## Work task
Two lines in the data below mark the range: the one with "pub fn save_about(db: &Database, about: &AboutContent)" and the one with "set_setting(db, ABOUT_PARAGRAPH3, &about.paragraph3)?;". Return both, along with every line between them, exactly.

## Material for this exercise

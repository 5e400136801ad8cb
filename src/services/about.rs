use crate::models::AboutContent;
use crate::services::settings::{get_setting, set_setting};
use crate::Database;
use anyhow::Result;

// About document keys in the settings table
const ABOUT_INTRO: &str = "about_intro";
const ABOUT_PARAGRAPH1: &str = "about_paragraph1";
const ABOUT_PARAGRAPH2: &str = "about_paragraph2";
const ABOUT_PARAGRAPH3: &str = "about_paragraph3";
const ABOUT_IMAGE_URL: &str = "about_image_url";
const ABOUT_LINKEDIN_URL: &str = "about_linkedin_url";
const ABOUT_ORCID_URL: &str = "about_orcid_url";
const ABOUT_EMAIL: &str = "about_email";

/// Load the singleton about document, empty strings for anything not
/// yet written.
pub fn get_about(db: &Database) -> Result<AboutContent> {
    Ok(AboutContent {
        intro: get_setting(db, ABOUT_INTRO)?.unwrap_or_default(),
        paragraph1: get_setting(db, ABOUT_PARAGRAPH1)?.unwrap_or_default(),
        paragraph2: get_setting(db, ABOUT_PARAGRAPH2)?.unwrap_or_default(),
        paragraph3: get_setting(db, ABOUT_PARAGRAPH3)?.unwrap_or_default(),
        image_url: get_setting(db, ABOUT_IMAGE_URL)?.unwrap_or_default(),
        linkedin_url: get_setting(db, ABOUT_LINKEDIN_URL)?.unwrap_or_default(),
        orcid_url: get_setting(db, ABOUT_ORCID_URL)?.unwrap_or_default(),
        email: get_setting(db, ABOUT_EMAIL)?.unwrap_or_default(),
    })
}

/// Upsert the whole about document.
pub fn save_about(db: &Database, about: &AboutContent) -> Result<()> {
    set_setting(db, ABOUT_INTRO, &about.intro)?;
    set_setting(db, ABOUT_PARAGRAPH1, &about.paragraph1)?;
    set_setting(db, ABOUT_PARAGRAPH2, &about.paragraph2)?;
    set_setting(db, ABOUT_PARAGRAPH3, &about.paragraph3)?;
    set_setting(db, ABOUT_IMAGE_URL, &about.image_url)?;
    set_setting(db, ABOUT_LINKEDIN_URL, &about.linkedin_url)?;
    set_setting(db, ABOUT_ORCID_URL, &about.orcid_url)?;
    set_setting(db, ABOUT_EMAIL, &about.email)?;
    Ok(())
}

## Exercise response
pub fn save_about(db: &Database, about: &AboutContent) -> Result<()> {
    set_setting(db, ABOUT_INTRO, &about.intro)?;
    set_setting(db, ABOUT_PARAGRAPH1, &about.paragraph1)?;
    set_setting(db, ABOUT_PARAGRAPH2, &about.paragraph2)?;
    set_setting(db, ABOUT_PARAGRAPH3, &about.paragraph3)?;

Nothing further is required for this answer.